ОППОЗИЦИЯ ЧЕТВЕРТАЯ: ХРИСТИАНСТВО / ЯЗЫЧЕСТВО
В отличие от предыдущих, этот толковательный канон появился не при жизни Гоголя, но гораздо позднее. Связывается он, как правило, с именем Д.С. Мережковского, открывшего в православном (христианском) писателе ярко выраженный языческий субстрат.
Хотя, если разобраться, некоторое сомнение в ортодоксальности гоголевского христианства было высказано и ранее. Уже Белинский, казалось бы, без какого-либо злого умысла заметил, что Тарас (в “Тарасе Бульбе”) потому не чувствовал “ужасных мук”, “что чувствовал одну жажду мести к враждебному народу”93. Правда, чуть позже он развил эту мысль все же в неортодоксальном направлении, которое и по сей день вызывает полемику94. Тарас Бульба, утверждал он, “был христианин <…> в самом отвлеченном смысле”; православие же запорожцев “бестребовательно” и “мало походит на религию”. Цементирующий принцип запорожского братства — кровавая сеча, “общество <…> связанное каким-то крепким цементом. В чем эта связь? — В Православии? Нет, тут <…> другая, сильнейшая связь”95.
Также и Ф.М. Достоевский в набросках к “Дневнику писателя” за 1876 год усомнился: “Идеал Гоголя странен: в подкладке его христианство, но христианство его не есть христианство”96.

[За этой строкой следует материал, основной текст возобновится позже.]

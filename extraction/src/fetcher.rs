//! Fallback reply fetcher: walks a chain until one backend produces text.

use std::any::Any;
use std::panic::AssertUnwindSafe;
use std::sync::Arc;

use futures::FutureExt;

use crate::backend::{BackendError, BackendRegistry, BackendRequest};
use crate::chain::{BackendDescriptor, ProviderChainConfig};
use crate::monitoring::{EventKind, MonitoringEvent, MonitoringSink, TracingSink};

/// Tries each backend of a chain in order and returns the first non-empty
/// reply.
///
/// Backends are called strictly one after another; a slow adapter delays the
/// rest of the chain. No failure escapes: adapter errors, empty replies,
/// missing adapters and panicking adapters all mean "try the next one".
#[derive(Clone)]
pub struct FallbackFetcher {
    backends: BackendRegistry,
    sink: Arc<dyn MonitoringSink>,
}

impl FallbackFetcher {
    /// Creates a fetcher that reports to [`TracingSink`].
    #[must_use]
    pub fn new(backends: BackendRegistry) -> Self {
        Self {
            backends,
            sink: Arc::new(TracingSink),
        }
    }

    /// Replaces the monitoring sink.
    #[must_use]
    pub fn with_sink(mut self, sink: Arc<dyn MonitoringSink>) -> Self {
        self.sink = sink;
        self
    }

    /// The sink diagnostics are sent to.
    #[must_use]
    pub fn sink(&self) -> &Arc<dyn MonitoringSink> {
        &self.sink
    }

    /// The adapter lookup table.
    #[must_use]
    pub const fn backends(&self) -> &BackendRegistry {
        &self.backends
    }

    /// Records an `empty_chain` event for `chain`.
    pub fn report_empty_chain(&self, chain: &ProviderChainConfig) {
        let label = chain.display_label();
        self.sink.record(
            MonitoringEvent::new(
                EventKind::EmptyChain,
                format!("Provider chain '{label}' has no providers"),
            )
            .param("label", label),
        );
    }

    /// Returns the first usable reply, or `None` when the chain is exhausted.
    pub async fn fetch(&self, prompt: &str, chain: &ProviderChainConfig) -> Option<String> {
        let label = chain.display_label();
        let count = chain.providers.len();

        if count == 0 {
            self.report_empty_chain(chain);
            return None;
        }

        let schema_hint = chain.schema.as_ref().map(|schema| schema.as_value());

        for (index, descriptor) in chain.providers.iter().enumerate() {
            let position = index + 1;
            tracing::debug!(
                target: "lingua",
                label,
                provider_index = position,
                provider_count = count,
                backend = %descriptor.kind(),
                "Trying provider"
            );

            match self.try_provider(prompt, descriptor, schema_hint).await {
                Ok(reply) => {
                    if index > 0 {
                        self.sink.record(
                            Self::provider_event(
                                EventKind::FallbackUsed,
                                format!("Used fallback provider {position} of {count}"),
                                label,
                                position,
                                count,
                                descriptor,
                            )
                            .info(),
                        );
                    }
                    return Some(reply);
                }
                Err(error) => {
                    self.sink.record(
                        Self::provider_event(
                            EventKind::ProviderFailed,
                            format!("Provider {position} of {count} failed"),
                            label,
                            position,
                            count,
                            descriptor,
                        )
                        .error(error),
                    );
                }
            }
        }

        self.sink.record(
            MonitoringEvent::new(
                EventKind::AllProvidersFailed,
                format!("All {count} providers failed"),
            )
            .param("label", label)
            .param("provider_count", count),
        );
        None
    }

    async fn try_provider(
        &self,
        prompt: &str,
        descriptor: &BackendDescriptor,
        schema_hint: Option<&serde_json::Value>,
    ) -> Result<String, String> {
        let adapter = self
            .backends
            .resolve(descriptor)
            .ok_or_else(|| format!("no backend registered for kind '{}'", descriptor.kind()))?;

        let request = BackendRequest {
            prompt,
            descriptor,
            schema_hint,
        };

        let reply = AssertUnwindSafe(adapter.send(request))
            .catch_unwind()
            .await
            .map_err(|payload| format!("backend panicked: {}", panic_message(payload.as_ref())))?
            .map_err(|e| e.to_string())?;

        if reply.trim().is_empty() {
            return Err(BackendError::EmptyResponse.to_string());
        }
        Ok(reply)
    }

    fn provider_event(
        kind: EventKind,
        message: String,
        label: &str,
        position: usize,
        count: usize,
        descriptor: &BackendDescriptor,
    ) -> MonitoringEvent {
        MonitoringEvent::new(kind, message)
            .param("label", label)
            .param("provider_index", position)
            .param("provider_count", count)
            .param("backend", descriptor.kind().as_str())
            .param("model", descriptor.model())
    }
}

impl std::fmt::Debug for FallbackFetcher {
    fn fmt(&self, f: &mut std::fmt::Formatter<'_>) -> std::fmt::Result {
        f.debug_struct("FallbackFetcher")
            .field("backends", &self.backends)
            .finish_non_exhaustive()
    }
}

fn panic_message(payload: &(dyn Any + Send)) -> String {
    payload
        .downcast_ref::<&str>()
        .map(|s| (*s).to_string())
        .or_else(|| payload.downcast_ref::<String>().cloned())
        .unwrap_or_else(|| "unknown panic".to_string())
}

#[cfg(test)]
mod tests {
    use super::*;
    use crate::backend::Backend;
    use crate::chain::BackendKind;
    use crate::monitoring::MemorySink;
    use async_trait::async_trait;
    use std::sync::atomic::{AtomicUsize, Ordering};

    /// Replies with a fixed result and counts calls.
    struct Stub {
        reply: Result<&'static str, &'static str>,
        calls: AtomicUsize,
    }

    impl Stub {
        fn ok(text: &'static str) -> Arc<Self> {
            Arc::new(Self {
                reply: Ok(text),
                calls: AtomicUsize::new(0),
            })
        }

        fn failing(message: &'static str) -> Arc<Self> {
            Arc::new(Self {
                reply: Err(message),
                calls: AtomicUsize::new(0),
            })
        }

        fn calls(&self) -> usize {
            self.calls.load(Ordering::SeqCst)
        }
    }

    #[async_trait]
    impl Backend for Stub {
        async fn send(&self, _request: BackendRequest<'_>) -> Result<String, BackendError> {
            self.calls.fetch_add(1, Ordering::SeqCst);
            self.reply
                .map(str::to_string)
                .map_err(|m| BackendError::Request(m.to_string()))
        }
    }

    struct Panics;

    #[async_trait]
    impl Backend for Panics {
        async fn send(&self, _request: BackendRequest<'_>) -> Result<String, BackendError> {
            panic!("adapter bug");
        }
    }

    fn descriptor(kind: BackendKind) -> BackendDescriptor {
        match kind {
            BackendKind::Gemini => BackendDescriptor::Gemini {
                model: "gemini".into(),
                temperature: Some(0.7),
            },
            BackendKind::OpenAi => BackendDescriptor::OpenAi {
                model: "gpt".into(),
                temperature: None,
            },
            BackendKind::Anthropic => BackendDescriptor::Anthropic {
                model: "claude".into(),
                temperature: None,
                max_tokens: None,
            },
            BackendKind::Ollama => BackendDescriptor::Ollama {
                model: "llama".into(),
                temperature: None,
            },
        }
    }

    fn chain(kinds: &[BackendKind]) -> ProviderChainConfig {
        ProviderChainConfig::new(kinds.iter().copied().map(descriptor).collect())
            .with_label("test-chain")
    }

    #[tokio::test]
    async fn first_success_short_circuits() {
        let first = Stub::ok("from first");
        let second = Stub::ok("from second");
        let sink = Arc::new(MemorySink::new());
        let fetcher = FallbackFetcher::new(
            BackendRegistry::new()
                .with_backend(BackendKind::Gemini, first.clone())
                .with_backend(BackendKind::OpenAi, second.clone()),
        )
        .with_sink(sink.clone());

        let reply = fetcher
            .fetch("prompt", &chain(&[BackendKind::Gemini, BackendKind::OpenAi]))
            .await;

        assert_eq!(reply.as_deref(), Some("from first"));
        assert_eq!(first.calls(), 1);
        assert_eq!(second.calls(), 0);
        assert!(sink.events().is_empty());
    }

    #[tokio::test]
    async fn falls_back_and_reports_position() {
        let first = Stub::failing("503");
        let second = Stub::ok("hello");
        let sink = Arc::new(MemorySink::new());
        let fetcher = FallbackFetcher::new(
            BackendRegistry::new()
                .with_backend(BackendKind::Gemini, first.clone())
                .with_backend(BackendKind::OpenAi, second.clone()),
        )
        .with_sink(sink.clone());

        let reply = fetcher
            .fetch("prompt", &chain(&[BackendKind::Gemini, BackendKind::OpenAi]))
            .await;

        assert_eq!(reply.as_deref(), Some("hello"));

        let fallback = sink.of_kind(EventKind::FallbackUsed);
        assert_eq!(fallback.len(), 1);
        assert!(fallback[0].is_info_level);
        assert_eq!(fallback[0].params["provider_index"], 2);
        assert_eq!(fallback[0].params["provider_count"], 2);

        let failed = sink.of_kind(EventKind::ProviderFailed);
        assert_eq!(failed.len(), 1);
        assert!(failed[0].error.as_deref().unwrap().contains("503"));
    }

    #[tokio::test]
    async fn exhaustion_emits_one_event_per_provider_plus_summary() {
        let empty = Stub::ok("   ");
        let failing = Stub::failing("down");
        let sink = Arc::new(MemorySink::new());
        let fetcher = FallbackFetcher::new(
            BackendRegistry::new()
                .with_backend(BackendKind::Gemini, empty.clone())
                .with_backend(BackendKind::OpenAi, failing.clone()),
        )
        .with_sink(sink.clone());

        let reply = fetcher
            .fetch(
                "prompt",
                &chain(&[BackendKind::Gemini, BackendKind::OpenAi, BackendKind::Gemini]),
            )
            .await;

        assert!(reply.is_none());
        assert_eq!(empty.calls(), 2);
        assert_eq!(failing.calls(), 1);
        assert_eq!(sink.of_kind(EventKind::ProviderFailed).len(), 3);
        assert_eq!(sink.of_kind(EventKind::AllProvidersFailed).len(), 1);
        assert_eq!(sink.events().len(), 4);
    }

    #[tokio::test]
    async fn empty_chain_is_absent_without_calls() {
        let stub = Stub::ok("never");
        let sink = Arc::new(MemorySink::new());
        let fetcher =
            FallbackFetcher::new(BackendRegistry::new().with_backend(BackendKind::Gemini, stub.clone()))
                .with_sink(sink.clone());

        let reply = fetcher.fetch("prompt", &chain(&[])).await;

        assert!(reply.is_none());
        assert_eq!(stub.calls(), 0);
        assert_eq!(sink.of_kind(EventKind::EmptyChain).len(), 1);
        assert!(sink.of_kind(EventKind::AllProvidersFailed).is_empty());
    }

    #[tokio::test]
    async fn missing_adapter_counts_as_provider_failure() {
        let stub = Stub::ok("ok");
        let sink = Arc::new(MemorySink::new());
        let fetcher =
            FallbackFetcher::new(BackendRegistry::new().with_backend(BackendKind::OpenAi, stub.clone()))
                .with_sink(sink.clone());

        let reply = fetcher
            .fetch("prompt", &chain(&[BackendKind::Anthropic, BackendKind::OpenAi]))
            .await;

        assert_eq!(reply.as_deref(), Some("ok"));
        let failed = sink.of_kind(EventKind::ProviderFailed);
        assert_eq!(failed.len(), 1);
        assert_eq!(failed[0].params["backend"], "anthropic");
    }

    #[tokio::test]
    async fn panicking_adapter_is_contained() {
        let stub = Stub::ok("recovered");
        let sink = Arc::new(MemorySink::new());
        let fetcher = FallbackFetcher::new(
            BackendRegistry::new()
                .with_backend(BackendKind::Ollama, Arc::new(Panics))
                .with_backend(BackendKind::Gemini, stub.clone()),
        )
        .with_sink(sink.clone());

        let reply = fetcher
            .fetch("prompt", &chain(&[BackendKind::Ollama, BackendKind::Gemini]))
            .await;

        assert_eq!(reply.as_deref(), Some("recovered"));
        let failed = sink.of_kind(EventKind::ProviderFailed);
        assert!(failed[0].error.as_deref().unwrap().contains("adapter bug"));
    }

    #[tokio::test]
    async fn schema_hint_is_forwarded() {
        struct HintCheck;

        #[async_trait]
        impl Backend for HintCheck {
            async fn send(&self, request: BackendRequest<'_>) -> Result<String, BackendError> {
                match request.schema_hint {
                    Some(schema) => Ok(schema["type"].to_string()),
                    None => Err(BackendError::Other("no hint".into())),
                }
            }
        }

        let schema = crate::schema::OutputSchema::new(serde_json::json!({"type": "object"})).unwrap();
        let fetcher = FallbackFetcher::new(
            BackendRegistry::new().with_backend(BackendKind::Gemini, Arc::new(HintCheck)),
        )
        .with_sink(Arc::new(MemorySink::new()));

        let reply = fetcher
            .fetch("prompt", &chain(&[BackendKind::Gemini]).with_schema(schema))
            .await;
        assert_eq!(reply.as_deref(), Some("\"object\""));
    }
}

Центральной эту тему гоголевского христианства, которое на самом деле даже и не христианство, а скорее язычество, сделал, как уже было сказано, Д.С. Мережковский. “Сквозь все “бестелесные видения” христианства, — писал он, — Гоголь в глубине своей русской, даже малороссийской, казацкой природы, в первозданной стихии своего языкáи яз’ыка, иногда прощупывает это как будто навеки противоположное христианству языческое начало, эту языческую радость жизни, крепость плоти, непотрясаемую твердь “земного неба””. Из этой, в своей основе украинской, первозданной народной стихии язычества и выросли, по мысли Мережковского, смех Гоголя и его демоническое сладострастие: “В этом-то неравновесии двух первозданных начал — языческого и христианского, плотского и духовного, реального и мистического — заключается вся не только творческая, созерцательная, но и жизненная религиозная судьба Гоголя”97.

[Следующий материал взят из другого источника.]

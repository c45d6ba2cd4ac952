//! Prompt-side view of a sampled context, trimmed to what a prompt can use.

use std::collections::HashSet;
use std::fmt::Write;

use crate::candidate::LearningContextCandidate;
use crate::history::LanguagePair;

/// Most distinct words surfaced per language.
pub const MAX_HINT_WORDS: usize = 10;
/// Most grammar patterns surfaced.
pub const MAX_HINT_PATTERNS: usize = 10;

/// Words and patterns worth revisiting, de-duplicated and capped.
#[derive(Debug, Clone, Default, PartialEq, Eq)]
pub struct ContextHints {
    /// Sentence in the learner's language.
    pub source_sentence: String,
    /// Sentence in the target language.
    pub target_sentence: String,
    /// Selected words in the learner's language.
    pub source_words: Vec<String>,
    /// Selected words in the target language.
    pub target_words: Vec<String>,
    /// Grammar patterns of the exercise.
    pub grammar_patterns: Vec<String>,
}

impl ContextHints {
    /// Builds hints from a sampled candidate.
    #[must_use]
    pub fn from_candidate(candidate: &LearningContextCandidate) -> Self {
        Self {
            source_sentence: candidate.exercise.source_sentence.clone(),
            target_sentence: candidate.exercise.target_sentence.clone(),
            source_words: distinct(
                candidate.source_selections.tokens().iter().map(String::as_str),
                MAX_HINT_WORDS,
            ),
            target_words: distinct(
                candidate.target_selections.tokens().iter().map(String::as_str),
                MAX_HINT_WORDS,
            ),
            grammar_patterns: distinct(
                candidate.grammar_patterns().iter().map(String::as_str),
                MAX_HINT_PATTERNS,
            ),
        }
    }

    /// Whether there is nothing beyond the sentence pair.
    #[must_use]
    pub fn is_empty(&self) -> bool {
        self.source_words.is_empty() && self.target_words.is_empty() && self.grammar_patterns.is_empty()
    }

    /// Renders a prompt section describing the context.
    #[must_use]
    pub fn render(&self, languages: &LanguagePair) -> String {
        let mut out = String::from("Learning context from a previous exercise:\n");
        let _ = writeln!(out, "- Sentence ({}): {}", languages.source, self.source_sentence);
        let _ = writeln!(out, "- Sentence ({}): {}", languages.target, self.target_sentence);

        if !self.target_words.is_empty() {
            let _ = writeln!(
                out,
                "- Words the learner looked up ({}): {}",
                languages.target,
                self.target_words.join(", ")
            );
        }
        if !self.source_words.is_empty() {
            let _ = writeln!(
                out,
                "- Words the learner looked up ({}): {}",
                languages.source,
                self.source_words.join(", ")
            );
        }
        if !self.grammar_patterns.is_empty() {
            let _ = writeln!(out, "- Grammar patterns: {}", self.grammar_patterns.join(", "));
        }

        out
    }
}

/// First occurrences, compared case-insensitively, at most `limit` of them.
fn distinct<'a>(items: impl Iterator<Item = &'a str>, limit: usize) -> Vec<String> {
    let mut seen = HashSet::new();
    items
        .map(str::trim)
        .filter(|item| !item.is_empty())
        .filter(|item| seen.insert(item.to_lowercase()))
        .take(limit)
        .map(str::to_string)
        .collect()
}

Если позднее данная точка зрения и оспаривалась, то это лишь еще более высвечивало и заостряло проблему. Так, например, Зеньковский, споря с Мережковским, на самом деле при этом объективно продолжил его мысль об аморальности и, следовательно, безрелигиозности гоголевских персонажей: “Едва ли можно свести пошлость к “банальности”, “заурядности”, “серости”, “серединности”… <…>. Пошлость есть трагический знак опустошения человеческих душ, через обольщение богатством, честолюбием, властолюбием, через расслабление души в пустой сентиментальности (Манилов), в страсти скупости (Плюшкин), в медвежьей сжатости души, грубой и жесткой (Собакевич)”98.
А с другой стороны, почти в то же время, что и Мережковский, приверженность Гоголя к античному (т.е. языческому) миропониманию усмотрел в изображении страсти Андрия к прекрасной полячке Шамбинаго, что заставило его, в свою очередь, апологетически рассматривать так называемое “предательство” Андрия99. Другие же критики, как, например, Пиксанов, увидели в повести, напротив, проявление “национализма, воинствующего православия, антисемитизма, высокодержавного шовинизма”100.
ОППОЗИЦИЯ ПЯТАЯ: ПРАВОСЛАВИЕ/КАТОЛИЦИЗМ/РЕЛИГИЯ ОТ ИСКУССТВА
В гоголеведении сложилась уже достаточно устойчивая традиция — коль скоро речь заходит о таком, в общем-то, деликатном предмете, как проблема вероисповедания, — рассматривать творчество Гоголя в русле строго определенной конфессии, каковой, по вполне понятным причинам, является православие101. Однако существует ряд работ о католических тенденциях в творчестве Гоголя, а также о протестантских102, причем в последнем случае, как правило, ссылаются на известное высказывание Гоголя в письме к С.П. Шевыреву: “…я пришел ко Христу скорее протестантским, чем католическим путем”103.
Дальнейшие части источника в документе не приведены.